A la mañana siguiente me llamó García Márquez y me citó en la cafetería del Havana Riviera. Estaba alegre, me dijo, de que se cumplieran mis deseos, aunque él no era partidario de que ningún cubano abandonara el país. Quería hacerme una pregunta, “porque no puedo ocultarte que para mí es embarazoso tener que andar siempre con una lista de nombres intercediendo ante Fidel. Un día se cansa; pero mi pregunta es ésta, Heberto: ¿a qué atribuyes tú que en un país como Cuba se repitan los mismos problemas que tiene la Unión Soviética con los escritores?”
Me sorprendió la pregunta que yo encontraba respondida hacía tiempo en su inteligente reportaje sobre la Unión Soviética y los países del Este. Él notó mi sorpresa:
—Te advierto que cualquiera que sea tu respuesta no saldrá de mí, yo soy muy discreto —dijo.
—Pero, Gabriel, esas palabras tuyas son ya parte de la respuesta.
Sin dejar de sonreír me dijo:
—Parece que por un tiempo este dilema no encuentra solución en ningún país socialista. La Unión Soviética no lo ha resuelto en más de sesenta años.
Cruzó las piernas y comprobé que llevaba las mismas botas marrones de un año antes. Añadió que siempre tendríamos la oportunidad de hablar de esto en otro sitio cuando yo estuviera menos tenso.
Nos despedimos en el vestíbulo del Riviera. Esta vez no vi ningún policía ni me importaba que nos espiaran. Tomé un taxi en dirección al edificio de la antigua Embajada norteamericana donde me esperaba Pablo Armando Fernández, que me presentó a su amigo Wayne Smith, jefe de la Sección de Intereses de Estados Unidos en La Habana. En ese instante sonó el teléfono y Smith se apresuró a contestarlo. Era Kalinski, de la oficina de Kennedy, para informarle que el Departamento de Estado había aprobado mi viaje a Estados Unidos.
Al mes de mi partida comprobé que la revolución se agrandaba en mi memoria, pero con horror.
—Ya todo está resuelto —dijo Smith—. Kalinski te sugiere que vayas por Canadá. El irá a esperarte al aeropuerto con un abrigo y mil dólares que te envía Bob Silvers para que tengas algún dinero al llegar.
Terminadas las gestiones en Inmigración, en el Banco Nacional, en la compañía aérea, todo ello resuelto en menos de tres días, quedé exhausto; pero la tarde anterior a mi partida fui al mar como una obligada ceremonia y nadé hacia el horizonte, floté y me zambullí y volví, a flotar contemplando aquel cielo de incendio con el gran sol que se ponía.
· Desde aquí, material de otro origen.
// src/client/auth.rs
//
// Client-side auth state for admin screens. The identity check is async;
// until it settles the state is Loading and a guarded page must render a
// loading view instead of redirecting (redirecting while the check is
// still pending causes a flash-redirect on refresh).

use crate::client::payload::ItemEnvelope;
use crate::client::ClientError;
use crate::models::user::UserView;

#[derive(Debug, Clone)]
pub enum AuthState {
    Loading,
    Anonymous,
    Authenticated(UserView),
}

#[derive(Debug, Clone)]
pub struct AuthGate {
    state: AuthState,
}

impl Default for AuthGate {
    fn default() -> Self {
        Self::new()
    }
}

impl AuthGate {
    pub fn new() -> Self {
        Self {
            state: AuthState::Loading,
        }
    }

    /// Feeds the `/api/auth/me` response body in. `data: null` settles the
    /// gate as anonymous.
    pub fn resolve(&mut self, body: &str) -> Result<(), ClientError> {
        let envelope: ItemEnvelope<Option<UserView>> = serde_json::from_str(body)?;
        self.state = match envelope {
            ItemEnvelope {
                success: true,
                data: Some(Some(user)),
                ..
            } => AuthState::Authenticated(user),
            ItemEnvelope { success: true, .. } => AuthState::Anonymous,
            ItemEnvelope { message, .. } => {
                return Err(ClientError::Api(
                    message.unwrap_or_else(|| "identity check failed".to_string()),
                ))
            }
        };
        Ok(())
    }

    /// A failed identity request (network error, 401) settles as anonymous
    /// rather than leaving the page stuck on the loading view.
    pub fn resolve_failed(&mut self) {
        self.state = AuthState::Anonymous;
    }

    pub fn logged_out(&mut self) {
        self.state = AuthState::Anonymous;
    }

    pub fn state(&self) -> &AuthState {
        &self.state
    }

    pub fn is_loading(&self) -> bool {
        matches!(self.state, AuthState::Loading)
    }

    pub fn is_authenticated(&self) -> bool {
        matches!(self.state, AuthState::Authenticated(_))
    }

    pub fn user(&self) -> Option<&UserView> {
        match &self.state {
            AuthState::Authenticated(user) => Some(user),
            _ => None,
        }
    }

    /// Guarded pages redirect to the login route only once the check has
    /// settled anonymous — never while it is still pending.
    pub fn should_redirect_to_login(&self) -> bool {
        matches!(self.state, AuthState::Anonymous)
    }
}

#[cfg(test)]
mod tests {
    use super::*;

    const ME_USER: &str = r#"{"success":true,"data":{
        "id":1,"username":"admin","display_name":"Admin","role":"admin",
        "created_at":"2026-01-10T08:00:00","updated_at":"2026-01-10T08:00:00"
    }}"#;

    #[test]
    fn no_redirect_while_check_is_pending() {
        let gate = AuthGate::new();
        assert!(gate.is_loading());
        assert!(
            !gate.should_redirect_to_login(),
            "must not redirect before the identity check settles"
        );
    }

    #[test]
    fn anonymous_settles_and_redirects() {
        let mut gate = AuthGate::new();
        gate.resolve(r#"{"success":true,"data":null}"#).unwrap();
        assert!(!gate.is_loading());
        assert!(gate.should_redirect_to_login());
    }

    #[test]
    fn authenticated_exposes_the_user() {
        let mut gate = AuthGate::new();
        gate.resolve(ME_USER).unwrap();
        assert!(gate.is_authenticated());
        assert_eq!(gate.user().unwrap().username, "admin");
        assert!(!gate.should_redirect_to_login());
    }

    #[test]
    fn logout_returns_to_anonymous() {
        let mut gate = AuthGate::new();
        gate.resolve(ME_USER).unwrap();
        gate.logged_out();
        assert!(gate.should_redirect_to_login());
    }
}
// src/web/routes.rs
use crate::{
    services::{
        catalog_service::ScholarshipResource,
        content_service::{PageResource, PartnerResource, PostResource, StoryResource},
        taxonomy_service::{CategoryResource, CountryResource, LevelResource, TagResource},
    },
    state::AppState,
    web::{admin_handlers, auth_handlers, crud, mw_admin, mw_auth, public_handlers},
};
use axum::{
    middleware,
    routing::{delete, get, post, put},
    Router,
};

pub fn create_router(app_state: AppState) -> Router {
    // --- Public site -------------------------------------------------------
    let public_routes = Router::new()
        .route("/", get(public_handlers::home))
        .route("/scholarships", get(public_handlers::scholarship_index))
        .route("/scholarships/{slug}", get(public_handlers::scholarship_detail))
        .route("/posts", get(public_handlers::post_index))
        .route("/posts/{slug}", get(public_handlers::post_detail))
        .route("/p/{slug}", get(public_handlers::page_detail))
        .route("/stories", get(public_handlers::story_index))
        .route("/stories/{slug}", get(public_handlers::story_detail))
        .route("/search", get(public_handlers::search))
        .route("/subscribe", post(public_handlers::subscribe));

    // --- Auth (public; /me answers anonymous callers too) -------------------
    let auth_routes = Router::new()
        .route("/login", post(auth_handlers::handle_login))
        .route("/logout", post(auth_handlers::handle_logout))
        .route("/me", get(auth_handlers::current_user));

    // --- User management: login AND admin role -----------------------------
    let user_routes = Router::new()
        .route(
            "/",
            get(admin_handlers::list_users).post(admin_handlers::create_user),
        )
        .route(
            "/{id}",
            put(admin_handlers::update_user).delete(admin_handlers::delete_user),
        )
        .route("/{id}/password", post(admin_handlers::change_password))
        .route_layer(middleware::from_fn(mw_admin::require_admin));

    // --- Admin API: everything below requires a valid session --------------
    let admin_routes = Router::new()
        .nest("/scholarships", crud::resource_router::<ScholarshipResource>())
        .nest("/posts", crud::resource_router::<PostResource>())
        .nest("/countries", crud::resource_router::<CountryResource>())
        .nest("/levels", crud::resource_router::<LevelResource>())
        .nest("/categories", crud::resource_router::<CategoryResource>())
        .nest("/tags", crud::resource_router::<TagResource>())
        .nest("/pages", crud::resource_router::<PageResource>())
        .nest("/partners", crud::resource_router::<PartnerResource>())
        .nest("/stories", crud::resource_router::<StoryResource>())
        .nest("/users", user_routes)
        .route("/subscribers", get(admin_handlers::list_subscribers))
        .route("/subscribers/{id}", delete(admin_handlers::delete_subscriber))
        .route(
            "/settings",
            get(admin_handlers::get_settings).put(admin_handlers::update_settings),
        )
        .route_layer(middleware::from_fn_with_state(
            app_state.clone(),
            mw_auth::require_auth,
        ));

    Router::new()
        .merge(public_routes)
        .nest("/api/auth", auth_routes)
        .nest("/api/admin", admin_routes)
        .with_state(app_state)
}
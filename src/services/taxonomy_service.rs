// src/services/taxonomy_service.rs
//
// Countries, levels, categories and tags are the same resource over four
// tables; the macro stamps out one CrudResource per table.

use crate::error::{map_unique_violation, AppError, AppResult};
use crate::models::taxonomy::{Term, TermPayload};
use crate::services::resource::{CrudResource, ListParams, SlugSource};
use crate::validate::Validate;
use async_trait::async_trait;
use sqlx::SqlitePool;

impl SlugSource for TermPayload {
    fn slug_name(&self) -> &str {
        &self.name
    }
    fn slug_override(&self) -> Option<&str> {
        self.slug.as_deref()
    }
}

/// All terms of one taxonomy, ordered by name, for pickers and filters.
pub async fn list_all(pool: &SqlitePool, table: &str) -> AppResult<Vec<Term>> {
    // `table` is always one of the four compile-time names below.
    let sql = format!("SELECT * FROM {table} ORDER BY name ASC");
    let rows = sqlx::query_as::<_, Term>(&sql).fetch_all(pool).await?;
    Ok(rows)
}

macro_rules! taxonomy_resource {
    ($resource:ident, $table:literal, $label:literal) => {
        pub struct $resource;

        #[async_trait]
        impl CrudResource for $resource {
            const NAME: &'static str = $label;
            type Entity = Term;
            type Payload = TermPayload;

            async fn list(pool: &SqlitePool, params: &ListParams) -> AppResult<Vec<Term>> {
                let q = params
                    .get("q")
                    .map(|q| q.trim().to_string())
                    .filter(|q| !q.is_empty());
                let rows = sqlx::query_as::<_, Term>(concat!(
                    "SELECT * FROM ",
                    $table,
                    " WHERE (?1 IS NULL OR name LIKE '%' || ?1 || '%')",
                    " ORDER BY name ASC"
                ))
                .bind(q)
                .fetch_all(pool)
                .await?;
                Ok(rows)
            }

            async fn find(pool: &SqlitePool, id: i64) -> AppResult<Option<Term>> {
                let row = sqlx::query_as::<_, Term>(concat!(
                    "SELECT * FROM ",
                    $table,
                    " WHERE id = ?1"
                ))
                .bind(id)
                .fetch_optional(pool)
                .await?;
                Ok(row)
            }

            async fn create(pool: &SqlitePool, payload: TermPayload) -> AppResult<Term> {
                payload.validate()?;
                let slug = payload.resolve_slug()?;
                let result = sqlx::query(concat!(
                    "INSERT INTO ",
                    $table,
                    " (name, slug, description) VALUES (?1, ?2, ?3)"
                ))
                .bind(payload.name.trim())
                .bind(&slug)
                .bind(&payload.description)
                .execute(pool)
                .await
                .map_err(|e| map_unique_violation(e, "slug already in use"))?;

                Self::find(pool, result.last_insert_rowid())
                    .await?
                    .ok_or(AppError::Internal)
            }

            async fn update(pool: &SqlitePool, id: i64, payload: TermPayload) -> AppResult<Term> {
                payload.validate()?;
                let slug = payload.resolve_slug()?;
                let affected = sqlx::query(concat!(
                    "UPDATE ",
                    $table,
                    " SET name = ?1, slug = ?2, description = ?3,",
                    " updated_at = datetime('now') WHERE id = ?4"
                ))
                .bind(payload.name.trim())
                .bind(&slug)
                .bind(&payload.description)
                .bind(id)
                .execute(pool)
                .await
                .map_err(|e| map_unique_violation(e, "slug already in use"))?
                .rows_affected();

                if affected == 0 {
                    return Err(AppError::NotFound(Self::NAME));
                }
                Self::find(pool, id).await?.ok_or(AppError::Internal)
            }

            async fn delete(pool: &SqlitePool, id: i64) -> AppResult<bool> {
                let affected = sqlx::query(concat!("DELETE FROM ", $table, " WHERE id = ?1"))
                    .bind(id)
                    .execute(pool)
                    .await?
                    .rows_affected();
                Ok(affected > 0)
            }
        }
    };
}

taxonomy_resource!(CountryResource, "countries", "country");
taxonomy_resource!(LevelResource, "levels", "level");
taxonomy_resource!(CategoryResource, "categories", "category");
taxonomy_resource!(TagResource, "tags", "tag");
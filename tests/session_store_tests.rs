// Session persistence rules: an expired record must be unreachable even if
// the client still presents its cookie, and the sweep physically removes it.

use minhaty::db::create_test_pool;
use time::{Duration, OffsetDateTime};
use tower_sessions::session::{Id, Record};
use tower_sessions::{ExpiredDeletion, SessionStore};
use tower_sessions_sqlx_store::SqliteStore;

async fn store() -> (SqliteStore, sqlx::SqlitePool) {
    let pool = create_test_pool().await.unwrap();
    let store = SqliteStore::new(pool.clone())
        .with_table_name("sessions")
        .unwrap();
    store.migrate().await.unwrap();
    (store, pool)
}

#[tokio::test]
async fn live_sessions_load_and_expired_ones_do_not() {
    let (store, _pool) = store().await;

    let mut record = Record {
        id: Id::default(),
        data: Default::default(),
        expiry_date: OffsetDateTime::now_utc() + Duration::days(1),
    };
    store.create(&mut record).await.unwrap();
    assert!(store.load(&record.id).await.unwrap().is_some());

    // Simulate the clock passing the expiry by rewriting the record's
    // expiry into the past; no sleeps involved.
    let mut expired = record.clone();
    expired.expiry_date = OffsetDateTime::now_utc() - Duration::hours(2);
    store.save(&expired).await.unwrap();

    assert!(
        store.load(&record.id).await.unwrap().is_none(),
        "a stale cookie must behave as anonymous"
    );
}

#[tokio::test]
async fn sweep_deletes_expired_rows() {
    let (store, pool) = store().await;

    let mut live = Record {
        id: Id::default(),
        data: Default::default(),
        expiry_date: OffsetDateTime::now_utc() + Duration::days(1),
    };
    let mut stale = Record {
        id: Id::default(),
        data: Default::default(),
        expiry_date: OffsetDateTime::now_utc() - Duration::days(2),
    };
    store.create(&mut live).await.unwrap();
    store.create(&mut stale).await.unwrap();

    store.delete_expired().await.unwrap();

    let remaining: i64 = sqlx::query_scalar("SELECT COUNT(*) FROM sessions")
        .fetch_one(&pool)
        .await
        .unwrap();
    assert_eq!(remaining, 1, "only the live session survives the sweep");
    assert!(store.load(&live.id).await.unwrap().is_some());
}
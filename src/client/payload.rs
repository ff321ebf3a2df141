// src/client/payload.rs
//
// The legacy API answered some list endpoints with a bare array and others
// with an envelope. Both shapes are accepted here, at the parse boundary,
// and normalized to one; no call site ever branches on the shape.

use crate::client::ClientError;
use serde::de::DeserializeOwned;
use serde::Deserialize;

#[derive(Debug, Deserialize)]
#[serde(untagged)]
pub enum ListPayload<T> {
    Envelope {
        success: bool,
        #[serde(default)]
        message: Option<String>,
        #[serde(default = "Vec::new")]
        data: Vec<T>,
    },
    Bare(Vec<T>),
}

impl<T> ListPayload<T> {
    pub fn into_items(self) -> Result<Vec<T>, ClientError> {
        match self {
            ListPayload::Bare(items) => Ok(items),
            ListPayload::Envelope {
                success: true,
                data,
                ..
            } => Ok(data),
            ListPayload::Envelope { message, .. } => Err(ClientError::Api(
                message.unwrap_or_else(|| "server reported failure".to_string()),
            )),
        }
    }
}

pub fn parse_list<T: DeserializeOwned>(body: &str) -> Result<Vec<T>, ClientError> {
    serde_json::from_str::<ListPayload<T>>(body)?.into_items()
}

/// Single-item responses are always enveloped.
#[derive(Debug, Deserialize)]
pub struct ItemEnvelope<T> {
    pub success: bool,
    #[serde(default = "Option::default")]
    pub data: Option<T>,
    #[serde(default)]
    pub message: Option<String>,
}

pub fn parse_item<T: DeserializeOwned>(body: &str) -> Result<T, ClientError> {
    let envelope: ItemEnvelope<T> = serde_json::from_str(body)?;
    match envelope {
        ItemEnvelope {
            success: true,
            data: Some(data),
            ..
        } => Ok(data),
        ItemEnvelope { message, .. } => Err(ClientError::Api(
            message.unwrap_or_else(|| "server reported failure".to_string()),
        )),
    }
}

#[cfg(test)]
mod tests {
    use super::*;
    use serde::Deserialize;

    #[derive(Debug, Deserialize, PartialEq)]
    struct Item {
        id: i64,
        name: String,
    }

    #[test]
    fn bare_array_and_envelope_normalize_identically() {
        let bare = r#"[{"id":1,"name":"a"},{"id":2,"name":"b"}]"#;
        let envelope = r#"{"success":true,"data":[{"id":1,"name":"a"},{"id":2,"name":"b"}]}"#;

        let from_bare: Vec<Item> = parse_list(bare).unwrap();
        let from_envelope: Vec<Item> = parse_list(envelope).unwrap();
        assert_eq!(from_bare, from_envelope);
    }

    #[test]
    fn failure_envelope_surfaces_server_message() {
        let body = r#"{"success":false,"message":"failed to load"}"#;
        match parse_list::<Item>(body) {
            Err(ClientError::Api(msg)) => assert_eq!(msg, "failed to load"),
            other => panic!("unexpected {other:?}"),
        }
    }

    #[test]
    fn garbage_is_a_decode_error() {
        assert!(matches!(
            parse_list::<Item>("not json"),
            Err(ClientError::Decode(_))
        ));
    }

    #[test]
    fn item_envelope_round_trip() {
        let body = r#"{"success":true,"data":{"id":7,"name":"x"}}"#;
        let item: Item = parse_item(body).unwrap();
        assert_eq!(item.id, 7);

        let err = parse_item::<Item>(r#"{"success":false,"message":"slug already in use"}"#)
            .unwrap_err();
        assert!(matches!(err, ClientError::Api(m) if m == "slug already in use"));
    }
}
Toda la tensión acumulada se fue disipando misteriosamente a medida que nadaba. Caminé luego hacia el viejo Club de Ferreteros donde solía ir con Belkis, con Ernesto y Carlos, mis hijos. Era la hora en que abría el bar. Pedí una cerveza y me senté por última vez en la terraza como tantas veces lo había hecho.
Volví a oír las palabras de Fidel Castro: “aunque nunca llegues a admitirlo públicamente, yo sé que esta Revolución se agrandará en tu memoria”.
Efectivamente, al mes de mi partida comprobé que la revolución se agrandaba en mi memoria, pero con horror. Aprovechando la primera oportunidad, más de diez mil personas buscaron asilo en la Embajada del Perú y poco después ciento veinticinco mil cubanos lograron escapar de la isla. Las calles se llenaron de policías armados de cabillas de acero con la orden de golpear y matar a todo el que “obstruyese la marcha”. El fervoroso discípulo de Robespierre recibía otra vez su lección: “Era necesario ser duro, inflexible, severo, pecar por exceso, jamás por defecto”.
Actualmente, viejo, encanecido, con grandes ojeras y un par de ojos extraviados y en constante movimiento, Fidel Castro se ha convertido en el abuelo de aquel joven que escribiera desde presidio lo que bien podría ser su propio epitafio:
“Hay una edad de la que el hombre no debiera pasar, y es aquella en que comienza a declinar la vida, cuando se apaga la llama que encendió el momento más luminoso de cada existir, cuando decaen las fuerzas que alentaron sus pasos en la etapa digna, entonces se les ve penetrar cabizbajos y arrepentidos, cual viles renegados, en el más profundo pantano de la abyección”.